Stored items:
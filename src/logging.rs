// src/logging.rs
// =============================================================================
// Sets up the scan log.
//
// Every run appends to one log file (web_scanner.log by default). Each event
// becomes a single line:
//
//   2024-05-01 14:03:07,512:WARNING:Broken link found: https://... with status code 404
//
// We use `tracing` for the log calls themselves (info!, warn!, error!) and
// `tracing-subscriber` to decide where and how they are written. The
// subscriber is installed once, globally, at startup; the file handle lives
// inside it until the process exits.
//
// Rust concepts:
// - Traits: FormatEvent lets us plug our own line layout into tracing
// - Mutex: The file is shared, so writes go through a lock
// =============================================================================

use anyhow::{anyhow, Context, Result};
use chrono::Local;
use std::fmt;
use std::fs::OpenOptions;
use std::path::Path;
use std::sync::Mutex;
use tracing::{Event, Level, Subscriber};
use tracing_subscriber::filter::{LevelFilter, Targets};
use tracing_subscriber::fmt::format::{self, Writer};
use tracing_subscriber::fmt::{FmtContext, FormatEvent, MakeWriter};
use tracing_subscriber::prelude::*;
use tracing_subscriber::registry::LookupSpan;
use tracing_subscriber::{EnvFilter, Layer};

// Writes `timestamp:LEVEL:message`
pub struct LogLineFormat;

impl<S, N> FormatEvent<S, N> for LogLineFormat
where
    S: Subscriber + for<'a> LookupSpan<'a>,
    N: for<'a> format::FormatFields<'a> + 'static,
{
    fn format_event(
        &self,
        ctx: &FmtContext<'_, S, N>,
        mut writer: Writer<'_>,
        event: &Event<'_>,
    ) -> fmt::Result {
        let timestamp = Local::now().format("%Y-%m-%d %H:%M:%S,%3f");
        write!(writer, "{}:{}:", timestamp, level_name(event.metadata().level()))?;

        ctx.field_format().format_fields(writer.by_ref(), event)?;

        writeln!(writer)
    }
}

fn level_name(level: &Level) -> &'static str {
    match *level {
        Level::TRACE => "TRACE",
        Level::DEBUG => "DEBUG",
        Level::INFO => "INFO",
        Level::WARN => "WARNING",
        Level::ERROR => "ERROR",
    }
}

// Only our own events go to the log file
//
// RUST_LOG=debug would otherwise pull hyper's and reqwest's internals in too.
fn own_events_only() -> Targets {
    Targets::new().with_target(env!("CARGO_CRATE_NAME"), LevelFilter::TRACE)
}

// The formatting layer behind the log file, writing to `writer`
pub fn log_layer<S, W>(writer: W, filter: EnvFilter) -> impl Layer<S>
where
    S: Subscriber + for<'a> LookupSpan<'a> + 'static,
    W: for<'w> MakeWriter<'w> + Send + Sync + 'static,
{
    tracing_subscriber::fmt::layer()
        .with_ansi(false)
        .event_format(LogLineFormat)
        .with_writer(writer)
        .with_filter(filter)
        .with_filter(own_events_only())
}

// Installs the global subscriber, appending to `path`
//
// The level filter comes from RUST_LOG when set, otherwise "info".
pub fn init_logging(path: &Path) -> Result<()> {
    let file = OpenOptions::new()
        .create(true)
        .append(true)
        .open(path)
        .with_context(|| format!("failed to open log file {}", path.display()))?;

    let filter = EnvFilter::try_from_default_env().unwrap_or_else(|_| EnvFilter::new("info"));

    tracing_subscriber::registry()
        .with(log_layer(Mutex::new(file), filter))
        .try_init()
        .map_err(|e| anyhow!("failed to install log subscriber: {}", e))
}
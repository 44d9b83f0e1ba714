use chrono::{Duration as ChronoDuration, Utc};
use tokio::time::{interval, Duration, MissedTickBehavior};
use tracing::{error, info};

use skyway_shared::models::events::{BookingCancelledEvent, SeatEventKind};
use skyway_store::events::TOPIC_BOOKINGS_CANCELLED;

use crate::error::AppError;
use crate::state::AppState;

/// Releases unpaid holds every `hold_sweep_interval_seconds`. Runs until the
/// process exits.
pub async fn start_hold_expiry_worker(state: AppState) {
    let period = Duration::from_secs(state.business_rules.hold_sweep_interval_seconds.max(1));
    let mut ticker = interval(period);
    ticker.set_missed_tick_behavior(MissedTickBehavior::Delay);

    info!(
        "Hold expiry worker started: holds last {}s, sweeping every {}s",
        state.business_rules.booking_hold_seconds,
        period.as_secs()
    );

    loop {
        ticker.tick().await;
        if let Err(e) = sweep_expired_holds(&state).await {
            error!("Hold sweep failed: {}", e);
        }
    }
}

/// One sweep: cancels expired pending bookings and announces the freed seats.
pub async fn sweep_expired_holds(state: &AppState) -> Result<usize, AppError> {
    let seconds = state.business_rules.booking_hold_seconds;
    let hold = i64::try_from(seconds)
        .ok()
        .and_then(ChronoDuration::try_seconds)
        .ok_or_else(|| AppError::ValidationError(format!("Booking hold of {}s is out of range", seconds)))?;
    let released = state.booking_service.release_expired_holds(hold).await?;

    for booking in &released {
        state.seat_changed(SeatEventKind::SeatReleased, booking).await;
        let event = BookingCancelledEvent {
            booking_id: booking.id,
            flight_id: booking.flight_id,
            seat_number: booking.seat_number.clone(),
            reason: "hold_expired".to_string(),
            timestamp: Utc::now().timestamp(),
        };
        state.publish(TOPIC_BOOKINGS_CANCELLED, &booking.id.to_string(), &event).await;
    }

    state.metrics.record_holds_released(released.len());
    Ok(released.len())
}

→ WHAT YOU ARE ASKED TO DO:
List each line of the entries that holds the string "EnvFilter".

→ TASK ANSWER:
use tracing_subscriber::{EnvFilter, Layer};
pub fn log_layer<S, W>(writer: W, filter: EnvFilter) -> impl Layer<S>
    let filter = EnvFilter::try_from_default_env().unwrap_or_else(|_| EnvFilter::new("info"));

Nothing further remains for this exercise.